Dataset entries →

——

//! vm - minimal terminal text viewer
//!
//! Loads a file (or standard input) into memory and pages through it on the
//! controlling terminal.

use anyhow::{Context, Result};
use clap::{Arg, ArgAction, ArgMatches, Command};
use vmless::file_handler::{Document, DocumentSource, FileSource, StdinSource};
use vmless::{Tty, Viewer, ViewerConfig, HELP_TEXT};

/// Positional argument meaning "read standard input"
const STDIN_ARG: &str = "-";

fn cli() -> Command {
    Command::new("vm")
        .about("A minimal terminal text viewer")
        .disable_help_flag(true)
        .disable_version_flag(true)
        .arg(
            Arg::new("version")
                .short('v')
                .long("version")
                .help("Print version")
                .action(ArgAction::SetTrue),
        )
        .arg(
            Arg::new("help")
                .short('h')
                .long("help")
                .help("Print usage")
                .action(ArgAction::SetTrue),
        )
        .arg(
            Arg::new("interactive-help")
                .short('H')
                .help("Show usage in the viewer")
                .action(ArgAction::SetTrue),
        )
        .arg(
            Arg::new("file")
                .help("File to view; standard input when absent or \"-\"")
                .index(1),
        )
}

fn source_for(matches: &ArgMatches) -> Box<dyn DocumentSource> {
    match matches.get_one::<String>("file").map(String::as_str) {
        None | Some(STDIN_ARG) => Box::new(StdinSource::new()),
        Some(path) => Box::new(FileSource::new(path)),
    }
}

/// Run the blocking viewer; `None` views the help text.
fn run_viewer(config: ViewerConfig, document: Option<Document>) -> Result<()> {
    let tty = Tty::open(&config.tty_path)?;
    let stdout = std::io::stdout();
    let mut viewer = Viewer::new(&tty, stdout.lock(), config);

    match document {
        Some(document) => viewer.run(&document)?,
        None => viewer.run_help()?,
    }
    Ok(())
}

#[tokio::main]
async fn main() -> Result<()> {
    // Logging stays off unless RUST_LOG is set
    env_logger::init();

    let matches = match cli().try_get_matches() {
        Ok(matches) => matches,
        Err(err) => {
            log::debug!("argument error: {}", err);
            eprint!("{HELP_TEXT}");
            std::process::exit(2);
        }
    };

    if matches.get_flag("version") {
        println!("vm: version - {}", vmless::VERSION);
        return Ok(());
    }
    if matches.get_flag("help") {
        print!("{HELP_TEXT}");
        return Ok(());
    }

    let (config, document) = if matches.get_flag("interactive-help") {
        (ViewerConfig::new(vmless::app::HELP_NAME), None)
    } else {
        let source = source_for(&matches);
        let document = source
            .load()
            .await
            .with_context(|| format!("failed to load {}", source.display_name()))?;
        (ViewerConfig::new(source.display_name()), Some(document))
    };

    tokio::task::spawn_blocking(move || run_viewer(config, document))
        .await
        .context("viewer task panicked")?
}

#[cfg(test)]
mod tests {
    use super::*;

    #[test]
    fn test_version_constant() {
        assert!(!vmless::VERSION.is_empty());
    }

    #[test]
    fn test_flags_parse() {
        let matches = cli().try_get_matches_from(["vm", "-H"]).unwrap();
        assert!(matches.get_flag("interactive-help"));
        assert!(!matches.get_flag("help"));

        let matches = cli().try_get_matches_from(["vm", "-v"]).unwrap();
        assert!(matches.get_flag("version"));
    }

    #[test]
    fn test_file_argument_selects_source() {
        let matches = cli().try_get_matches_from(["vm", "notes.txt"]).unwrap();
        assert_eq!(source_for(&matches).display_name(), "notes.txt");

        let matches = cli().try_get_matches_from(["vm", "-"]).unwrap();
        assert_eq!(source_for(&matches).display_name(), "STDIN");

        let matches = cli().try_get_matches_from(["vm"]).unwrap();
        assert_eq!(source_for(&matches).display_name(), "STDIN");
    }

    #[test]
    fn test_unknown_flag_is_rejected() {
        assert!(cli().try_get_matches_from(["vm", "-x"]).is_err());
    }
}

——

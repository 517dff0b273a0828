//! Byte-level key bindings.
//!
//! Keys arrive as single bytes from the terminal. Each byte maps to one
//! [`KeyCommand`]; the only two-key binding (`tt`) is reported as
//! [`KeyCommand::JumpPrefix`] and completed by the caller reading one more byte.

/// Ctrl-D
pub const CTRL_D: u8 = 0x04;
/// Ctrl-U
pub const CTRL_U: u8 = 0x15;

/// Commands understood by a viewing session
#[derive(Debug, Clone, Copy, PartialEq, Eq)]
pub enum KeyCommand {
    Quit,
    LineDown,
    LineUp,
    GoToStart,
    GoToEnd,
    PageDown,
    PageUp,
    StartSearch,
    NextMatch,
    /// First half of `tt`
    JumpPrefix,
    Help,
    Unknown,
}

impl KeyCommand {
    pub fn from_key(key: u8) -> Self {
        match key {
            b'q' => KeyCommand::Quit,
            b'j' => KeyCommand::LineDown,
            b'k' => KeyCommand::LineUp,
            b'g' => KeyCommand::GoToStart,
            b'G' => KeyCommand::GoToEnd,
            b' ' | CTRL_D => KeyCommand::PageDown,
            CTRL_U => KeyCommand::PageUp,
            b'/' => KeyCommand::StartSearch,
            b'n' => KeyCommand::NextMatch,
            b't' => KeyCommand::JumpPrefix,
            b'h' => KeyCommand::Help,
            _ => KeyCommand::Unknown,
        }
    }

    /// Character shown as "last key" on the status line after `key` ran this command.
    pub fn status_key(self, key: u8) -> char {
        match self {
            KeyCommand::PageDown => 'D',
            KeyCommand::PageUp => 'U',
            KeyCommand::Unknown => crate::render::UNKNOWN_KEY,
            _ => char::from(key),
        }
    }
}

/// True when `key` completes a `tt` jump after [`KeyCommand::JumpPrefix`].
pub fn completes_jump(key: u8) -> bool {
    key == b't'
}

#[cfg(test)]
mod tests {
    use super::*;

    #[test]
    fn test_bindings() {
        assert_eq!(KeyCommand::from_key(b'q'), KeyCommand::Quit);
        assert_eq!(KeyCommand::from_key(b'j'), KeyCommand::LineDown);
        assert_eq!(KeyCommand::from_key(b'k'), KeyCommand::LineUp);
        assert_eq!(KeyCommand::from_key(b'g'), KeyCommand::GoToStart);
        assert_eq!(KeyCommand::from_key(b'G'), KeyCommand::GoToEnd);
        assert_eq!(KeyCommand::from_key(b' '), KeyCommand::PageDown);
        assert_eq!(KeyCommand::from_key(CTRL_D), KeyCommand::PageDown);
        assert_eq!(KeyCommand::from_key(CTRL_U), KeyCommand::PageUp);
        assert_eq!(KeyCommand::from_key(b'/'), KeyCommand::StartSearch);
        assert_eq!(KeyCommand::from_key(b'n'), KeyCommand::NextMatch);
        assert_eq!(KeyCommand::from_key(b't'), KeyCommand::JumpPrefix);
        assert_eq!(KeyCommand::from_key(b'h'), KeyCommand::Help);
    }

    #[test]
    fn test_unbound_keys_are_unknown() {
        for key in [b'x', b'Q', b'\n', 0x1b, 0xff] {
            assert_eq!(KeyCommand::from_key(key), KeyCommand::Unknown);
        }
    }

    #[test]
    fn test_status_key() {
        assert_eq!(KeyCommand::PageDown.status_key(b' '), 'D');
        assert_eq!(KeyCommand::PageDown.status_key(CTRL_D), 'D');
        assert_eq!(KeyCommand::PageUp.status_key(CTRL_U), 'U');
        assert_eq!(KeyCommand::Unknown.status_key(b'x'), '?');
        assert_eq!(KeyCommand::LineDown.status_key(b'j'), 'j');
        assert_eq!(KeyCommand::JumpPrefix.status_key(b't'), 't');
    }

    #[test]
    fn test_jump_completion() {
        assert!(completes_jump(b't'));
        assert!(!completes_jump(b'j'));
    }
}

——

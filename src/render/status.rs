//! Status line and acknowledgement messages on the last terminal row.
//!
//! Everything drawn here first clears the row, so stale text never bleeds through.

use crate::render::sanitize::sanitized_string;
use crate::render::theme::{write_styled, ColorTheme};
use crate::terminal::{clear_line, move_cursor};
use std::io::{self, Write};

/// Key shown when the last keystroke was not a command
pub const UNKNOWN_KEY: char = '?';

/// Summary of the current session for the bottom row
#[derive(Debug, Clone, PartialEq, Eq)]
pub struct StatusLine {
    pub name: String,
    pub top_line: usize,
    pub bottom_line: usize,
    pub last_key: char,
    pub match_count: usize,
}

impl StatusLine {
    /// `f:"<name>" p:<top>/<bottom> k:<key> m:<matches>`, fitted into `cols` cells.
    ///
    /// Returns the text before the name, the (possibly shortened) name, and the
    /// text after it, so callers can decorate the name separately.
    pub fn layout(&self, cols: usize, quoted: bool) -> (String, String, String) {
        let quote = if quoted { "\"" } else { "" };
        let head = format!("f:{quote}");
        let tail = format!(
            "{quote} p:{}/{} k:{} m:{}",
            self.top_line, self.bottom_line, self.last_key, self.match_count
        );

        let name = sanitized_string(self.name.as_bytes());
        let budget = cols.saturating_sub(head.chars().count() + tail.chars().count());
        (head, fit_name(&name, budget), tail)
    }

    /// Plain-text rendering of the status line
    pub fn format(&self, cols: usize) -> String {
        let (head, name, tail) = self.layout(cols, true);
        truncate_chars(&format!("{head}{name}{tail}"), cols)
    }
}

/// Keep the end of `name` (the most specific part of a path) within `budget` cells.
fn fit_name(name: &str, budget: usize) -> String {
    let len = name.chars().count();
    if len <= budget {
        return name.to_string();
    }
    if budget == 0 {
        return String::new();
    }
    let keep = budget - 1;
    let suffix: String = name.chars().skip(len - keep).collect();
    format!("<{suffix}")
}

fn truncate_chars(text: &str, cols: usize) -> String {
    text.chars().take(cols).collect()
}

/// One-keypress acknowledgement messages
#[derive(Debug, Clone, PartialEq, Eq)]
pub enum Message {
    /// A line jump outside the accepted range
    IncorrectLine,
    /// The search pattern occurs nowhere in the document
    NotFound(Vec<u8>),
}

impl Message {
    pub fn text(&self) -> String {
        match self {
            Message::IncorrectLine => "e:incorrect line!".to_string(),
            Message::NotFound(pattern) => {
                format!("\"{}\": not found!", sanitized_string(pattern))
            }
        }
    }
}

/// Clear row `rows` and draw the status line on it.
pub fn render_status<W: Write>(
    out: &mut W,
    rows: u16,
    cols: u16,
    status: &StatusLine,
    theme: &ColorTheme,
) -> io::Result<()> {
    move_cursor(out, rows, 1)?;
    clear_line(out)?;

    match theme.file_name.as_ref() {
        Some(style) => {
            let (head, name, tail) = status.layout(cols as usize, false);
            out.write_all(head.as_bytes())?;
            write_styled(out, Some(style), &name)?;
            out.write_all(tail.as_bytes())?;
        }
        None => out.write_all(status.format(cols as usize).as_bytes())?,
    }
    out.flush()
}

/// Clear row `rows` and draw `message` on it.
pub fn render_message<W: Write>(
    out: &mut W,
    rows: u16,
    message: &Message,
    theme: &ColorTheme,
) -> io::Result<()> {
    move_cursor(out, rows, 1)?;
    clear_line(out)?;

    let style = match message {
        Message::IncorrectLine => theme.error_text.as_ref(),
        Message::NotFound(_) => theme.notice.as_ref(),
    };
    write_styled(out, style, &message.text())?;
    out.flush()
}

——

Each line with the word "GoToStart" in the records above belongs in the result; copy all of them.

    GoToStart,
            b'g' => KeyCommand::GoToStart,
        assert_eq!(KeyCommand::from_key(b'g'), KeyCommand::GoToStart);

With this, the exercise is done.